E-commerce is the relatively honest version of this pattern, because the vendor remembering your cart is at least related to a transaction you wanted to complete. The less honest version is bigger and older and funds most of the rest of the web. I have spent most of my career adjacent to it, so I will describe it precisely.

The modern web runs on predictive advertising infrastructure. Its core economic engine is the systematic conversion of behavioral signals into high-fidelity targeting capabilities. In this market, the product is not the user. It is the fleeting, inferred likelihood that a person will take a specific action. That likelihood is refined out of vast amounts of harvested behavioral data and resolved, in milliseconds, into audience segments that are bought, sold, and bid against inside opaque DSP and DMP ecosystems. Your profile sits inside those systems as a proprietary asset.
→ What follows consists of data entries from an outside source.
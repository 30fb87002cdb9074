//! Tests for modification-time staleness and the last-good-run checkpoint.

use std::fs::{self, File};
use std::path::{Path, PathBuf};
use std::time::{Duration, SystemTime};

use chrono::{DateTime, Utc};
use sylva::cache::{CacheStore, FileCacheStore};
use sylva::RunCheckpoint;
use tempfile::TempDir;

fn write_file(dir: &Path, name: &str, modified: SystemTime) -> PathBuf {
    let path = dir.join(name);
    fs::write(&path, "fn main() {}\n").expect("write source");
    File::options()
        .write(true)
        .open(&path)
        .and_then(|file| file.set_modified(modified))
        .expect("set mtime");
    path
}

#[test]
fn checkpoint_persists_across_store_instances() {
    let dir = TempDir::new().expect("create temp dir");
    let at = Utc::now();

    let mut checkpoint = RunCheckpoint::load(&FileCacheStore::new(dir.path()));
    assert_eq!(checkpoint.last_good_run(), None);
    checkpoint
        .advance(&FileCacheStore::new(dir.path()), at)
        .expect("record checkpoint");

    let reloaded = RunCheckpoint::load(&FileCacheStore::new(dir.path()));
    assert_eq!(reloaded.last_good_run(), Some(at));
}

#[test]
fn only_files_touched_after_the_checkpoint_are_stale() {
    let dir = TempDir::new().expect("create temp dir");
    let hour_ago = SystemTime::now() - Duration::from_secs(3600);
    let now = SystemTime::now();

    let untouched = write_file(dir.path(), "untouched.rs", hour_ago);
    let edited = write_file(dir.path(), "edited.rs", now);
    let checkpoint = RunCheckpoint::new(Some(
        DateTime::<Utc>::from(hour_ago) + chrono::TimeDelta::minutes(30),
    ));

    assert!(!checkpoint.has_changed(&untouched));
    assert!(checkpoint.has_changed(&edited));
    assert_eq!(
        checkpoint.stale_files(&[untouched, edited.clone()]),
        vec![edited]
    );
}

#[test]
fn without_a_checkpoint_everything_is_stale() {
    let dir = TempDir::new().expect("create temp dir");
    let store = FileCacheStore::new(dir.path().join("cache"));
    let old = write_file(dir.path(), "old.rs", SystemTime::UNIX_EPOCH);

    let checkpoint = RunCheckpoint::load(&store);

    assert!(checkpoint.has_changed(&old));
}

#[test]
fn corrupt_checkpoint_makes_everything_stale() {
    let dir = TempDir::new().expect("create temp dir");
    let store = FileCacheStore::new(dir.path());
    fs::write(dir.path().join("last_good_run"), "not a timestamp").expect("write checkpoint");
    let old = write_file(dir.path(), "old.rs", SystemTime::UNIX_EPOCH);

    assert!(store.last_good_run().is_err());
    let checkpoint = RunCheckpoint::load(&store);

    assert_eq!(checkpoint.last_good_run(), None);
    assert!(checkpoint.has_changed(&old));
}

#[test]
fn deleted_file_is_stale() {
    let dir = TempDir::new().expect("create temp dir");
    let checkpoint = RunCheckpoint::new(Some(Utc::now()));

    assert!(checkpoint.has_changed(&dir.path().join("deleted.rs")));
}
You have little visibility into, or agency over, the digital twin shaping what you see, what follows you, and how the web responds to you.

What I described is a system that was built on top of the page, not the page itself. The distinction matters. The page is a primitive. The advertising and data-brokerage layer is an industry that recognized what the primitive could be made to do, then funded the conditions under which the doing could continue.

This is the deeper truth about the page-era substrate. The page is not uniformly forgetful. The page is forgetful when remembering would help the user and rememberful when remembering helps the system. The asymmetry is the architecture. The user, in both cases, is left carrying the thread — either reconstructing context the system threw away, or living inside a profile the system holds about them and will not give back.

We adapted. We learned to hoard tabs. We built bookmarking systems and read-later apps. We invented password managers to restore continuity the browser did not provide. We installed ad blockers, privacy extensions, and tracker shields to protect ourselves from being remembered in ways we did not consent to. We learned to structure our lives around a substrate that either does not remember us at all, or remembers us in ways that serve someone else. All of this is compensation. All of it is the human carrying what the substrate would not.

You are the one holding the thread, and you have been doing it for so long that you no longer feel the weight.

This was always the cost of the graphical web. The system has just gotten better at extracting value from the parts of the thread it captures.

§

V.

The page has been dissolving for longer than most of us realize, and we have been naming each piece of the dissolution as if it were a separate phenomenon. It is not. It is one phenomenon, and it has been underway for a decade.

Consider the feed. Fifteen years ago, social content lived in pages — Facebook walls, MySpace profiles, blog archives. Each had a URL. Each was a stable object you could return to. Then the feed arrived, and the addressable unit vanished. A feed is not a page. You do not navigate to a particular location in it and expect to find the same content on return. You enter it. You scroll. What you see is generated on the fly, specific to you and this moment, and if you want to find the same thing tomorrow you will have a hard time. The feed is not addressable in the way the page was addressable.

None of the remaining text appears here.